PROBLEM REQUIREMENTS: Beneath this task is a listing; tally its lines that contain "PendingOutgoing" and give only the total.

══════════════════════════════

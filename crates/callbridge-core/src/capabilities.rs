//! Capability interfaces for the external collaborators
//!
//! The bridge never talks to a platform SDK directly. Each collaborator is a
//! narrow trait injected at construction through [`Capabilities`]:
//!
//! ```text
//!                    ┌──────────────────────┐
//!  VoiceTransport ◄──┤                      ├──► TelephonyUi
//!                    │  BridgeCoordinator   │
//!     ClientStore ◄──┤                      ├──► AudioRouter
//!                    └──────────┬───────────┘
//!                               ▼
//!                      MicrophonePermission
//! ```
//!
//! Test doubles for every trait live in [`crate::testing`]; the store also has a
//! production adapter in [`crate::store`].
//!
//! Transport operations model SDK calls that return immediately; their real
//! outcome arrives later as a [`crate::TransportEvent`]. Native UI requests are
//! transactions whose completion the coordinator awaits on a spawned task.

use std::collections::HashMap;
use std::sync::Arc;

use async_trait::async_trait;

use crate::error::BridgeResult;
use crate::types::{
    AcceptedCall, AudioRoute, CallId, CallInvite, CallUpdate, ConnectOptions, DeviceToken,
    EndedReason,
};

/// The third-party VoIP transport SDK
#[async_trait]
pub trait VoiceTransport: Send + Sync {
    /// Register the device for incoming call pushes
    async fn register(&self, access_token: &str, device_token: &DeviceToken) -> BridgeResult<()>;

    /// Stop receiving incoming call pushes
    async fn unregister(&self, access_token: &str, device_token: &DeviceToken) -> BridgeResult<()>;

    /// Hand a VoIP push payload to the SDK, which answers with invite events
    async fn handle_notification(&self, payload: &serde_json::Value) -> BridgeResult<()>;

    /// Place an outgoing call
    async fn connect(&self, options: ConnectOptions) -> BridgeResult<()>;

    /// Accept a pending invite, producing the live call
    async fn accept(&self, invite: &CallInvite) -> BridgeResult<AcceptedCall>;

    /// Decline a pending invite
    async fn reject(&self, invite: &CallInvite) -> BridgeResult<()>;

    /// Hang up a live call
    async fn disconnect(&self, call_id: CallId) -> BridgeResult<()>;

    /// Mute or unmute the microphone on a live call
    async fn set_muted(&self, call_id: CallId, muted: bool) -> BridgeResult<()>;

    /// Put a live call on hold or resume it
    async fn set_held(&self, call_id: CallId, held: bool) -> BridgeResult<()>;

    /// Play DTMF digits on a live call
    async fn send_digits(&self, call_id: CallId, digits: &str) -> BridgeResult<()>;
}

/// The platform's system call UI
///
/// `request_*` and `report_incoming_call` are transactions with a completion;
/// the `report_*` notifications are one-way.
#[async_trait]
pub trait TelephonyUi: Send + Sync {
    /// Ask the system to start an outgoing call; it answers with a start action
    async fn request_start_call(&self, call_id: CallId, handle: &str) -> BridgeResult<()>;

    /// Ask the system to end a call or invite; it answers with an end action
    async fn request_end_call(&self, call_id: CallId) -> BridgeResult<()>;

    /// Show a new incoming call
    async fn report_incoming_call(&self, call_id: CallId, update: &CallUpdate) -> BridgeResult<()>;

    /// Refresh the details shown for a call
    fn report_call_updated(&self, call_id: CallId, update: &CallUpdate);

    /// An outgoing call started connecting
    fn report_outgoing_connecting(&self, call_id: CallId);

    /// An outgoing call connected
    fn report_outgoing_connected(&self, call_id: CallId);

    /// A call ended for a reason the system did not initiate
    fn report_call_ended(&self, call_id: CallId, reason: EndedReason);

    /// Release the system provider; called once on shutdown
    fn invalidate(&self) {}
}

/// Persistent key-value storage for the client directory and device token
pub trait ClientStore: Send + Sync {
    /// Load the client id → display name map
    fn load_clients(&self) -> BridgeResult<HashMap<String, String>>;

    /// Replace the stored client map
    fn save_clients(&self, clients: &HashMap<String, String>) -> BridgeResult<()>;

    /// Load the cached device token
    fn load_device_token(&self) -> BridgeResult<Option<DeviceToken>>;

    /// Store or clear the cached device token
    fn save_device_token(&self, token: Option<&DeviceToken>) -> BridgeResult<()>;
}

/// Record-permission state reported by the platform
#[derive(Debug, Clone, Copy, PartialEq, Eq)]
pub enum PermissionStatus {
    Granted,
    Denied,
    /// The user has not been asked yet
    Undetermined,
}

/// Microphone permission prompt
#[async_trait]
pub trait MicrophonePermission: Send + Sync {
    /// Current permission state, without prompting
    async fn status(&self) -> PermissionStatus;

    /// Prompt the user; resolves to whether access was granted
    async fn request(&self) -> bool;

    /// Resolve to a grant decision, prompting only when undetermined
    async fn ensure(&self) -> bool {
        match self.status().await {
            PermissionStatus::Granted => true,
            PermissionStatus::Denied => false,
            PermissionStatus::Undetermined => self.request().await,
        }
    }
}

/// Audio session routing
pub trait AudioRouter: Send + Sync {
    /// Switch the output route
    fn set_route(&self, route: AudioRoute) -> BridgeResult<()>;

    /// Enable or disable the audio device backing the call
    fn set_enabled(&self, enabled: bool);
}

/// Every collaborator the coordinator needs, injected at construction
#[derive(Clone)]
pub struct Capabilities {
    pub transport: Arc<dyn VoiceTransport>,
    pub telephony: Arc<dyn TelephonyUi>,
    pub store: Arc<dyn ClientStore>,
    pub microphone: Arc<dyn MicrophonePermission>,
    pub audio: Arc<dyn AudioRouter>,
}

impl std::fmt::Debug for Capabilities {
    fn fmt(&self, f: &mut std::fmt::Formatter<'_>) -> std::fmt::Result {
        f.debug_struct("Capabilities")
            .field("transport", &"<voice transport>")
            .field("telephony", &"<telephony ui>")
            .field("store", &"<client store>")
            .field("microphone", &"<microphone permission>")
            .field("audio", &"<audio router>")
            .finish()
    }
}
use std::collections::BTreeMap;

use tracing::{debug, info, warn};
use uuid::Uuid;

use crate::config::DuplicateInvitePolicy;
use crate::error::{BridgeError, BridgeResult};
use crate::types::{
    AcceptedCall, CallDirection, CallId, CallInvite, CallSession, CallStatus, PendingOutgoing,
};

/// An invite waiting for an answer
#[derive(Debug, Clone, PartialEq)]
pub struct PendingInvite {
    pub invite: CallInvite,
    /// The caller withdrew the invite; only the native UI still shows it
    pub cancelled: bool,
}

/// Result of asking to place an outgoing call
#[derive(Debug, Clone, PartialEq)]
pub enum OutgoingDecision {
    /// Slot reserved; ask the native UI to start this call
    Start(PendingOutgoing),
    /// A connected call occupies the slot; end it first
    HangUpExisting(CallId),
}

/// Result of a remote invite cancellation
#[derive(Debug, Clone, Copy, PartialEq, Eq)]
pub enum CancelOutcome {
    /// Nothing was pending
    NoInvite,
    /// A different invite is pending
    Mismatch,
    /// The pending invite was marked cancelled; end it in the native UI
    Cancelled(CallId),
}

/// What a native end-call request refers to
#[derive(Debug, Clone, Copy, PartialEq, Eq)]
pub enum EndTarget {
    Invite,
    Call,
}

/// What a native end-call action resolves to
#[derive(Debug, Clone, PartialEq)]
pub enum EndResolution {
    /// Drop the pending invite, rejecting it at the transport unless already cancelled
    RejectInvite(PendingInvite),
    /// Hang up the active call
    Disconnect(CallId),
    /// Nothing to end
    Nothing,
}

/// A session removed from the slot by a terminal transport event
#[derive(Debug, Clone, PartialEq)]
pub struct FinishedCall {
    pub session: CallSession,
    /// The local user asked for the hang-up, so the native UI already knows
    pub user_initiated: bool,
}

/// The single call slot and everything that can lead into it
#[derive(Debug)]
pub struct CallSessionState {
    session: Option<CallSession>,
    invite: Option<PendingInvite>,
    outgoing: Option<PendingOutgoing>,
    user_initiated_disconnect: bool,
    call_outgoing: bool,
    identity: String,
    call_to: String,
}

impl CallSessionState {
    /// Create an idle state; `default_identity` names the local party until a call sets it
    pub fn new(default_identity: impl Into<String>) -> Self {
        Self {
            session: None,
            invite: None,
            outgoing: None,
            user_initiated_disconnect: false,
            call_outgoing: false,
            identity: default_identity.into(),
            call_to: String::new(),
        }
    }

    // ===== QUERIES =====

    pub fn session(&self) -> Option<&CallSession> {
        self.session.as_ref()
    }

    pub fn invite(&self) -> Option<&PendingInvite> {
        self.invite.as_ref()
    }

    pub fn pending_outgoing(&self) -> Option<&PendingOutgoing> {
        self.outgoing.as_ref()
    }

    pub fn is_on_call(&self) -> bool {
        self.session.is_some()
    }

    /// No session, invite or outgoing start
    pub fn is_idle(&self) -> bool {
        self.session.is_none() && self.invite.is_none() && self.outgoing.is_none()
    }

    pub fn user_initiated_disconnect(&self) -> bool {
        self.user_initiated_disconnect
    }

    /// Direction of the call currently being set up or active
    pub fn direction(&self) -> CallDirection {
        if self.call_outgoing {
            CallDirection::Outgoing
        } else {
            CallDirection::Incoming
        }
    }

    /// From/to for host events, filling gaps from the last request
    pub fn parties(&self, from: Option<&str>, to: Option<&str>) -> (String, String) {
        (
            from.unwrap_or(&self.identity).to_string(),
            to.unwrap_or(&self.call_to).to_string(),
        )
    }

    /// The active session, or `NoActiveCall`
    pub fn active_mut(&mut self) -> BridgeResult<&mut CallSession> {
        self.session.as_mut().ok_or(BridgeError::NoActiveCall)
    }

    // ===== OUTGOING =====

    /// Reserve the slot for an outgoing call
    ///
    /// A connected call is ended first (hang up and redial); anything else in
    /// the slot refuses with `AlreadyInCall`.
    pub fn request_outgoing(
        &mut self,
        to: String,
        from: String,
        access_token: Option<String>,
        params: BTreeMap<String, String>,
    ) -> BridgeResult<OutgoingDecision> {
        if let Some(session) = &self.session {
            if session.status == CallStatus::Connected {
                info!("Ending connected call {} before dialing again", session.id);
                self.user_initiated_disconnect = true;
                return Ok(OutgoingDecision::HangUpExisting(session.id));
            }
            return Err(BridgeError::AlreadyInCall);
        }
        if self.outgoing.is_some() || self.invite.is_some() {
            return Err(BridgeError::AlreadyInCall);
        }

        let pending = PendingOutgoing {
            id: Uuid::new_v4(),
            to,
            from,
            access_token,
            params,
        };
        self.identity = pending.from.clone();
        self.call_to = pending.to.clone();
        self.call_outgoing = true;
        self.outgoing = Some(pending.clone());
        debug!("Reserved call slot for outgoing call {}", pending.id);
        Ok(OutgoingDecision::Start(pending))
    }

    /// Take the pending start matching a native start action
    pub fn take_outgoing(&mut self, id: CallId) -> Option<PendingOutgoing> {
        match &self.outgoing {
            Some(pending) if pending.id == id => self.outgoing.take(),
            _ => None,
        }
    }

    /// Release a pending start that will never connect
    pub fn abandon_outgoing(&mut self, id: CallId) -> bool {
        if self.take_outgoing(id).is_none() {
            return false;
        }
        if self.session.is_none() {
            self.call_outgoing = false;
        }
        true
    }

    /// Open the outgoing session once the transport accepted the connect
    pub fn open_outgoing(&mut self, pending: &PendingOutgoing) -> &CallSession {
        debug_assert!(self.session.is_none(), "outgoing call opened over an active session");
        self.call_outgoing = true;
        self.session.insert(CallSession::new(
            pending.id,
            CallDirection::Outgoing,
            pending.to.clone(),
            pending.from.clone(),
        ))
    }

    // ===== INCOMING =====

    /// Store an invite decoded from a push
    ///
    /// Returns the invite it replaced under [`DuplicateInvitePolicy::Replace`].
    pub fn store_invite(
        &mut self,
        invite: CallInvite,
        policy: DuplicateInvitePolicy,
    ) -> BridgeResult<Option<CallInvite>> {
        if self.session.is_some() || self.outgoing.is_some() {
            return Err(BridgeError::AlreadyInCall);
        }
        let replaced = match (&self.invite, policy) {
            (Some(_), DuplicateInvitePolicy::Reject) => {
                return Err(BridgeError::InviteAlreadyPending);
            }
            (Some(_), DuplicateInvitePolicy::Replace) => self.invite.take().map(|p| p.invite),
            (None, _) => None,
        };
        if let Some(old) = &replaced {
            warn!("Invite {} replaced by {}", old.id, invite.id);
        }
        self.call_outgoing = false;
        self.invite = Some(PendingInvite {
            invite,
            cancelled: false,
        });
        Ok(replaced)
    }

    /// The caller withdrew invite `id`
    pub fn cancel_invite(&mut self, id: CallId) -> CancelOutcome {
        match self.invite.as_mut() {
            None => CancelOutcome::NoInvite,
            Some(pending) if pending.invite.id != id => CancelOutcome::Mismatch,
            Some(pending) => {
                pending.cancelled = true;
                CancelOutcome::Cancelled(id)
            }
        }
    }

    /// The invite a native answer action for `call_id` may accept
    pub fn invite_to_accept(&self, call_id: CallId) -> BridgeResult<&CallInvite> {
        match &self.invite {
            Some(pending) if pending.invite.id == call_id && !pending.cancelled => Ok(&pending.invite),
            _ => Err(BridgeError::NoPendingInvite),
        }
    }

    /// Turn the pending invite into the active session
    pub fn open_incoming(&mut self, accepted: &AcceptedCall) -> BridgeResult<&CallSession> {
        let pending = self.invite.take().ok_or(BridgeError::NoPendingInvite)?;
        debug_assert!(self.session.is_none(), "invite accepted over an active session");

        let invite = pending.invite;
        let remote = accepted.from.clone().or(invite.from).unwrap_or_default();
        let local = accepted.to.clone().unwrap_or(invite.to);
        self.call_outgoing = false;
        Ok(self
            .session
            .insert(CallSession::new(invite.id, CallDirection::Incoming, remote, local)))
    }

    // ===== ENDING =====

    /// Pick what an explicit hang-up should end, invite first
    pub fn end_request(&mut self, user_initiated: bool) -> Option<(CallId, EndTarget)> {
        let target = if let Some(pending) = &self.invite {
            (pending.invite.id, EndTarget::Invite)
        } else if let Some(session) = &self.session {
            (session.id, EndTarget::Call)
        } else {
            return None;
        };
        if user_initiated {
            self.user_initiated_disconnect = true;
        }
        Some(target)
    }

    /// Forget a hang-up that never reached the transport
    pub fn clear_user_initiated(&mut self) {
        self.user_initiated_disconnect = false;
    }

    /// Resolve a native end-call action
    ///
    /// An invite always wins over an active call; the two should never
    /// coexist, but if they do the call is left alone.
    pub fn resolve_end_action(&mut self, call_id: CallId) -> EndResolution {
        if let Some(pending) = self.invite.take() {
            if pending.invite.id != call_id {
                warn!("End action for {} resolved to pending invite {}", call_id, pending.invite.id);
            }
            if self.session.is_none() {
                self.reset_flags();
            }
            return EndResolution::RejectInvite(pending);
        }
        match &self.session {
            Some(session) => EndResolution::Disconnect(session.id),
            None => EndResolution::Nothing,
        }
    }

    /// Apply a non-terminal transport status to the session `call_id`
    pub fn apply_progress(&mut self, call_id: CallId, status: CallStatus) -> Option<&CallSession> {
        debug_assert!(!status.is_terminal());
        match self.session.as_mut() {
            Some(session) if session.id == call_id => {
                debug!("Call {} {:?} -> {:?}", call_id, session.status, status);
                session.status = status;
                Some(session)
            }
            _ => {
                debug!("Ignoring {:?} for unknown call {}", status, call_id);
                None
            }
        }
    }

    /// Remove the session `call_id` after a terminal transport event and reset to idle
    ///
    /// Returns `None` when the slot no longer holds that call, which makes
    /// repeated disconnect callbacks harmless.
    pub fn finish(&mut self, call_id: CallId, status: CallStatus) -> Option<FinishedCall> {
        debug_assert!(status.is_terminal());
        match &self.session {
            Some(session) if session.id == call_id => {}
            _ => {
                debug!("Call {} already finished", call_id);
                return None;
            }
        }
        let mut session = self.session.take()?;
        session.status = status;
        let user_initiated = self.user_initiated_disconnect;
        self.invite = None;
        self.outgoing = None;
        self.reset_flags();
        info!("Call {} finished as {:?}", call_id, status);
        Some(FinishedCall {
            session,
            user_initiated,
        })
    }

    fn reset_flags(&mut self) {
        self.call_outgoing = false;
        self.user_initiated_disconnect = false;
    }
}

══════════════════════════════

RESULT OF THIS EXERCISE: 7